**Supplied records**
+ + +

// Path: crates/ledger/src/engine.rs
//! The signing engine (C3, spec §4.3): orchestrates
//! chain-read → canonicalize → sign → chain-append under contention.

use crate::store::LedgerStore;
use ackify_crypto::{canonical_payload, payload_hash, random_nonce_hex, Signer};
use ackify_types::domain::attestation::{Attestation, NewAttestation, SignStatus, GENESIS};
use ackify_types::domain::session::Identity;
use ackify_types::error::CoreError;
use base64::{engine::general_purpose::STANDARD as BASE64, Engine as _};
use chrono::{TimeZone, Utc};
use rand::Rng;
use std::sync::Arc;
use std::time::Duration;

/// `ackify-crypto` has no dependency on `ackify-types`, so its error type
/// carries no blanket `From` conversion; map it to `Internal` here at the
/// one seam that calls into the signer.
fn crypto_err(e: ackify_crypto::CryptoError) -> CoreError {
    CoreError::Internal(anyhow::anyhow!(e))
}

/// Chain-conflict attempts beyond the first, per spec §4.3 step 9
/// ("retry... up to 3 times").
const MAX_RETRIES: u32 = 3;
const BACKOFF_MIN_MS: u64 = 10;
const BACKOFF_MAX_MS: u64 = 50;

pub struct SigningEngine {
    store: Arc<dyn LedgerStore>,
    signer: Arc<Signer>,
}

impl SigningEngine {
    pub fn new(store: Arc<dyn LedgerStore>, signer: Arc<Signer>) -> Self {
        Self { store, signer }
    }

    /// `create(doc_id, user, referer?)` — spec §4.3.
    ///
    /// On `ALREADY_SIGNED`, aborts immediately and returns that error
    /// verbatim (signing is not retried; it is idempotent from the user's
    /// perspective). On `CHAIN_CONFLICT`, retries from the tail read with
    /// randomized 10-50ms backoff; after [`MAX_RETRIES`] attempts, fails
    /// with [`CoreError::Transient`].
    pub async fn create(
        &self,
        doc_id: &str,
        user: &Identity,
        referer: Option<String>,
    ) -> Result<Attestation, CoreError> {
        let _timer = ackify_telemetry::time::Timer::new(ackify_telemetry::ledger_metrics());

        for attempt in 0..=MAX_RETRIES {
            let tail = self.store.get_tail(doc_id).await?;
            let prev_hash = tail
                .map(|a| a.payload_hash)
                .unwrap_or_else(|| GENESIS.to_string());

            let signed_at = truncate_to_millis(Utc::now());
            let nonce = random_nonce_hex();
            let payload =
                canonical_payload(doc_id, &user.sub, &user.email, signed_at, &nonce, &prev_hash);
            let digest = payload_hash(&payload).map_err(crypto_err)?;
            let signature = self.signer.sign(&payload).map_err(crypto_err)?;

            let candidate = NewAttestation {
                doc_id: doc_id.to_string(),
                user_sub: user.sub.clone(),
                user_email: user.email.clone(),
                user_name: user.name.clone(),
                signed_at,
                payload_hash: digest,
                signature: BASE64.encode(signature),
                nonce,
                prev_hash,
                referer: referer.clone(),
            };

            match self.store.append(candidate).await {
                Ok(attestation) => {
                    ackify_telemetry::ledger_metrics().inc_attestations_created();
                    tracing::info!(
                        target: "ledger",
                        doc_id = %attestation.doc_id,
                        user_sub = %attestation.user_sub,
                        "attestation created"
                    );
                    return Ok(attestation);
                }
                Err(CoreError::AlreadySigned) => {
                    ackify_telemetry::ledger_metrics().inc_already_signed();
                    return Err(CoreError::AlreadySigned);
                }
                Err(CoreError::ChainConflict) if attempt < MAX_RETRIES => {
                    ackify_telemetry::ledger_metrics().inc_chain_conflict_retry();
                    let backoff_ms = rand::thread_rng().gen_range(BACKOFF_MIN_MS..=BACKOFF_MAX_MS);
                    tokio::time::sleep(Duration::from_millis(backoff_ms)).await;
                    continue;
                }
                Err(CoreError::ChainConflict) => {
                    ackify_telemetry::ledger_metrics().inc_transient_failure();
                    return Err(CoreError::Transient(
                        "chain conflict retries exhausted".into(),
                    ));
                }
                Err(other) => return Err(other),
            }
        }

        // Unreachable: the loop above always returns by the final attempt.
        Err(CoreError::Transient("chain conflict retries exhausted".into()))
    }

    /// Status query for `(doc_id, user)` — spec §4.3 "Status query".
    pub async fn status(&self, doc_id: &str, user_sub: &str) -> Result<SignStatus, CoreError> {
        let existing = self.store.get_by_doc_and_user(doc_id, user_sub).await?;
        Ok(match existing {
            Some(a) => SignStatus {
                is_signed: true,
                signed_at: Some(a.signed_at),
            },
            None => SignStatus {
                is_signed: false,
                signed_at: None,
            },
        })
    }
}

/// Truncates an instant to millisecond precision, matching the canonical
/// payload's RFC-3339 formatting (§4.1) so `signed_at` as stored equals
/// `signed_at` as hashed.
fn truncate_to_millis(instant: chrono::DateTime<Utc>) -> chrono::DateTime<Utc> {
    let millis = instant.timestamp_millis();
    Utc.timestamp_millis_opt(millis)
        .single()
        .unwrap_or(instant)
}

+ + +

**Work instructions**
Write out exactly the lines from the beginning of the material above through the line with "its error type", including both and omitting all others.

**Response to this exercise**
// Path: crates/ledger/src/engine.rs
//! The signing engine (C3, spec §4.3): orchestrates
//! chain-read → canonicalize → sign → chain-append under contention.

use crate::store::LedgerStore;
use ackify_crypto::{canonical_payload, payload_hash, random_nonce_hex, Signer};
use ackify_types::domain::attestation::{Attestation, NewAttestation, SignStatus, GENESIS};
use ackify_types::domain::session::Identity;
use ackify_types::error::CoreError;
use base64::{engine::general_purpose::STANDARD as BASE64, Engine as _};
use chrono::{TimeZone, Utc};
use rand::Rng;
use std::sync::Arc;
use std::time::Duration;

/// `ackify-crypto` has no dependency on `ackify-types`, so its error type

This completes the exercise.